A figure muffled in a grey abolla came hastening through the dimness, passed a watch-fire and stood by the side of Kleon. The eunuch leaned on his pilum and looked towards the Roman camp. As the muffled figure approached he turned round indifferently.

‘Time?’

‘The horses are waiting. Come.’

They passed through the camp together, skirted the edge of the marsh, crossed the last line of entrenchments, and came to a thicket. Here three great horses were tethered, Roman horses from the rout of Furius’ half-legion. They stood with bent heads in the darkness. Kleon groped to an unaccustomed saddle. The muffled figure, hand on the saddle of another horse, made a gesture.

‘Not yet. He’s waiting the light.’

The eunuch looked up at the sky. His head ached under the weight of his helmet and the effect of the stifling marsh air. But now, faint, a ghostly whisper, he was aware of a little wind that arose. The reeds sighed underbreath, moved by the God, and the thicket shook beside the horses. In the east a dull pallor overmantled the sky.

The night was lightening; and with a feebler glare burned the fires. Kleon and the other looked back on the slave encampment.

It was completely deserted.

Yet not quite. As they looked they could hear the ringing tread of one who wore greaves and carried armour. Then, against the Roman camp and the reflection of the dawn on the dark western horizon, across the deserted lines of the slave-horde, they saw a great figure pass and vanish into shadows. Kleon shivered, for the cold bit into his bones. Why ever had he volunteered this wearying watch?

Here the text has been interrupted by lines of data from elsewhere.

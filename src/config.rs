// Copyright (c) 2025 Varshith Gudur. Licensed under AGPLv3.
//! Configuration constants.

/// Bit width of every axis.
pub const AXIS_BITS: u32 = 256;

/// Byte width of one axis in its fixed big-endian form.
pub const AXIS_BYTES: usize = 32;

/// Per-axis LCA height ceiling used when the caller does not override it.
/// Proof cost doubles with every level, so this keeps routine hops instant.
pub const DEFAULT_MAX_LCA_HEIGHT: u32 = 20;

/// Tallest subtree whose full level listing the debug tooling will print.
pub const DEBUG_TREE_HEIGHT: u32 = 8;

/// Width of each axis inside a 256-bit interleaved key (3 * 85 + 1 plane bit).
pub const INTERLEAVED_AXIS_BITS: u32 = 85;

/// Version tag mixed into every event id preimage.
pub const EVENT_FORMAT_VERSION: u32 = 1;
// Copyright (c) 2025 Varshith Gudur. Licensed under AGPLv3.
use crate::home::Home;
use anyhow::{anyhow, bail, Context};
use cyberspace_chain::{CancelToken, ChainError, HopProgress, Navigator, TowardStatus};
use cyberspace_kernel::event::Event;
use cyberspace_kernel::toward::StepPolicy;
use cyberspace_kernel::{Coordinate, Delta, KernelError};
use tracing::warn;

#[derive(Debug, Default, Clone)]
pub struct MoveArgs<'a> {
    pub by: Option<&'a str>,
    pub to: Option<&'a str>,
    pub toward: Option<&'a str>,
    /// Overrides the persisted default ceiling.
    pub max_lca_height: Option<u32>,
    /// 0 means unlimited.
    pub max_hops: u64,
    pub strict: bool,
}

enum Destination {
    By(Delta),
    To(Coordinate),
    Toward(Coordinate),
}

/// Moves the active chain and reports how the move ended.
///
/// Single hops always end `Arrived`; only `--toward` can stop early.
pub fn run(home: &Home, args: &MoveArgs<'_>, cancel: &CancelToken) -> anyhow::Result<TowardStatus> {
    let store = home.store()?;
    let mut state = home.reconciled_state(&store)?;
    let destination = resolve_destination(args, &state)?;
    let ceiling = args.max_lca_height.unwrap_or_else(|| home.settings().default_max_lca_height);
    let label = state.state().active_chain.clone();
    let author = state.state().identity.pubkey;

    let mut nav = Navigator::new(&store, &label, author)?.with_checkpoint(&mut state);
    match destination {
        Destination::By(delta) => {
            let event = nav.plan_and_execute_delta(&delta, ceiling).map_err(explain)?;
            print_hop(1, &event);
            Ok(TowardStatus::Arrived)
        }
        Destination::To(target) => {
            let event = nav.plan_and_execute_absolute(&target, ceiling).map_err(explain)?;
            print_hop(1, &event);
            Ok(TowardStatus::Arrived)
        }
        Destination::Toward(target) => {
            let policy = if args.strict { StepPolicy::Strict } else { StepPolicy::BoundaryBump };
            let outcome = nav
                .plan_toward(&target, ceiling, policy, args.max_hops, cancel, |progress: &HopProgress<'_>| {
                    print_hop(progress.hop, progress.event);
                    if !progress.bumped.is_empty() {
                        println!("  crossed block edge on {:?} at height {}", progress.bumped, progress.limit);
                    }
                })
                .map_err(explain)?;
            match outcome.status {
                TowardStatus::Arrived => println!("arrived at {} after {} hop(s)", outcome.coordinate, outcome.hops),
                TowardStatus::HopLimit => {
                    println!("stopped at {} after {} hop(s) (--max-hops); run again to continue", outcome.coordinate, outcome.hops)
                }
                TowardStatus::Cancelled => {
                    println!("interrupted at {} after {} hop(s); run again to resume", outcome.coordinate, outcome.hops)
                }
            }
            Ok(outcome.status)
        }
    }
}

fn resolve_destination(args: &MoveArgs<'_>, state: &cyberspace_chain::StateFile) -> anyhow::Result<Destination> {
    let given = [args.by, args.to, args.toward].iter().filter(|a| a.is_some()).count();
    if given > 1 {
        bail!("specify exactly one of --by, --to or --toward");
    }
    if let Some(raw) = args.by {
        return Ok(Destination::By(Delta::parse(raw).with_context(|| format!("parsing --by {raw:?}"))?));
    }
    if let Some(raw) = args.to {
        return Ok(Destination::To(Coordinate::parse(raw).with_context(|| format!("parsing --to {raw:?}"))?));
    }
    if let Some(raw) = args.toward {
        return Ok(Destination::Toward(Coordinate::parse(raw).with_context(|| format!("parsing --toward {raw:?}"))?));
    }
    match state.current_target() {
        Some(target) => {
            println!("moving toward target {} at {}", target.label, target.coordinate);
            Ok(Destination::Toward(target.coordinate.clone()))
        }
        None => bail!("specify one of --by, --to or --toward (or set a target with `cyberspace target set`)"),
    }
}

fn explain(err: ChainError) -> anyhow::Error {
    match &err {
        ChainError::Kernel(KernelError::CostExceeded { height, .. }) => {
            anyhow!("{err}; take smaller steps or rerun with --max-lca-height {height}")
        }
        _ => err.into(),
    }
}

fn print_hop(n: u64, event: &Event) {
    let cost = event.proof().map(|p| p.cost().to_string()).unwrap_or_default();
    println!("hop {n}: {} [{}] lca {}", event.coordinate(), event.id.short(), cost);
}

/// Token cancelled by the first Ctrl-C, watched from a helper thread.
pub fn cancel_on_interrupt() -> CancelToken {
    let token = CancelToken::new();
    let flag = token.clone();
    std::thread::spawn(move || {
        let runtime = match tokio::runtime::Builder::new_current_thread().enable_all().build() {
            Ok(runtime) => runtime,
            Err(e) => {
                warn!(error = %e, "cannot watch for Ctrl-C");
                return;
            }
        };
        runtime.block_on(async {
            if tokio::signal::ctrl_c().await.is_ok() {
                warn!("interrupt received; stopping after the current hop");
                flag.cancel();
            }
        });
    });
    token
}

Then he felt against his breast the crinkle of the roll of The Republic, and smiled with a chill amusement for his plan.

Beyond the thicket rose a sleepy cheeping of birds.

The footsteps of the giant figure drew near. Now he himself was at hand and the horses pricked startled heads. Kleon soothed them and was aware of a giant pair of hands reaching for a bridle.

‘Don’t mount yet. Walk the horses softly.’

Hand beside the moist mouth of his beast, Kleon led the way. Each crunched twig underhoof seemed to him thunder-loud. The dead reeds swished as they passed. Far off in the east a wolf howled.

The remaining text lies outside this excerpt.